### Exercise objective
Go through the records and copy each line where the string "async" occurs.

### Material to process
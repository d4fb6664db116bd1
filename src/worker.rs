//! Dedicated worker threads for CPU-bound inference.
//!
//! Transcription and synthesis engines are synchronous and can take
//! hundreds of milliseconds per call; running them on a worker thread
//! keeps the scheduler free for audio and network progress. Jobs travel
//! over a crossbeam queue and answers come back on a oneshot; a timeout
//! or cancellation abandons the reply and the in-flight result is
//! discarded when it eventually lands.

use crate::error::{PipelineError, Result};
use std::time::Duration;
use tokio::sync::oneshot;
use tokio_util::sync::CancellationToken;
use tracing::debug;

struct Job<Req, Resp> {
    input: Req,
    reply: oneshot::Sender<Resp>,
}

/// Handle to a worker thread running one inference engine.
///
/// Dropping the handle closes the job queue and lets the thread exit
/// after its current job.
pub struct InferenceWorker<Req, Resp> {
    jobs: crossbeam_channel::Sender<Job<Req, Resp>>,
}

impl<Req: Send + 'static, Resp: Send + 'static> InferenceWorker<Req, Resp> {
    /// Spawn a named worker thread that services jobs with `handler`.
    ///
    /// The handler (and any engine state it closes over) lives on the
    /// worker thread for the worker's whole lifetime.
    ///
    /// # Errors
    ///
    /// Returns an error if the OS thread cannot be spawned.
    pub fn spawn<F>(name: &str, mut handler: F) -> Result<Self>
    where
        F: FnMut(Req) -> Resp + Send + 'static,
    {
        let (tx, rx) = crossbeam_channel::unbounded::<Job<Req, Resp>>();
        std::thread::Builder::new()
            .name(name.to_owned())
            .spawn(move || {
                while let Ok(job) = rx.recv() {
                    let out = handler(job.input);
                    // The submitter may have timed out; a dead reply
                    // channel just discards the result.
                    if job.reply.send(out).is_err() {
                        debug!("worker result discarded (submitter gone)");
                    }
                }
            })?;
        Ok(Self { jobs: tx })
    }

    /// Run one job, waiting at most `timeout`.
    ///
    /// Timeout and cancellation behave identically: the call returns
    /// [`PipelineError::Cancelled`] and the worker's eventual result is
    /// dropped.
    ///
    /// # Errors
    ///
    /// Returns `Cancelled` on timeout/cancellation or `Channel` when the
    /// worker thread has exited.
    pub async fn submit(
        &self,
        input: Req,
        timeout: Duration,
        cancel: &CancellationToken,
    ) -> Result<Resp> {
        let (reply_tx, reply_rx) = oneshot::channel();
        self.jobs
            .send(Job {
                input,
                reply: reply_tx,
            })
            .map_err(|_| PipelineError::Channel("inference worker has exited".into()))?;

        tokio::select! {
            out = reply_rx => {
                out.map_err(|_| PipelineError::Channel("inference worker dropped the job".into()))
            }
            _ = tokio::time::sleep(timeout) => Err(PipelineError::Cancelled),
            _ = cancel.cancelled() => Err(PipelineError::Cancelled),
        }
    }
}

#[cfg(test)]
mod tests {
    use super::*;

    #[tokio::test]
    async fn runs_jobs_in_submission_order() {
        let worker = InferenceWorker::spawn("test-double", |n: u32| n * 2).expect("spawn");
        let cancel = CancellationToken::new();
        for n in 1..=5u32 {
            let out = worker
                .submit(n, Duration::from_secs(1), &cancel)
                .await
                .expect("submit");
            assert_eq!(out, n * 2);
        }
    }

    #[tokio::test]
    async fn timeout_behaves_like_cancellation() {
        let worker = InferenceWorker::spawn("test-slow", |n: u32| {
            std::thread::sleep(Duration::from_millis(200));
            n
        })
        .expect("spawn");
        let cancel = CancellationToken::new();
        let result = worker
            .submit(1, Duration::from_millis(10), &cancel)
            .await;
        assert!(matches!(result, Err(PipelineError::Cancelled)));
    }

    #[tokio::test]
    async fn cancellation_interrupts_wait() {
        let worker = InferenceWorker::spawn("test-hang", |n: u32| {
            std::thread::sleep(Duration::from_millis(200));
            n
        })
        .expect("spawn");
        let cancel = CancellationToken::new();
        cancel.cancel();
        let result = worker.submit(1, Duration::from_secs(5), &cancel).await;
        assert!(matches!(result, Err(PipelineError::Cancelled)));
    }

    #[tokio::test]
    async fn worker_survives_abandoned_jobs() {
        let worker = InferenceWorker::spawn("test-abandon", |n: u32| {
            std::thread::sleep(Duration::from_millis(50));
            n + 1
        })
        .expect("spawn");
        let cancel = CancellationToken::new();

        let abandoned = worker.submit(1, Duration::from_millis(5), &cancel).await;
        assert!(matches!(abandoned, Err(PipelineError::Cancelled)));

        // The next job still runs to completion.
        let out = worker
            .submit(10, Duration::from_secs(1), &cancel)
            .await
            .expect("second submit");
        assert_eq!(out, 11);
    }
}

### Response to the exercise
    pub async fn submit(
    async fn runs_jobs_in_submission_order() {
    async fn timeout_behaves_like_cancellation() {
    async fn cancellation_interrupts_wait() {
    async fn worker_survives_abandoned_jobs() {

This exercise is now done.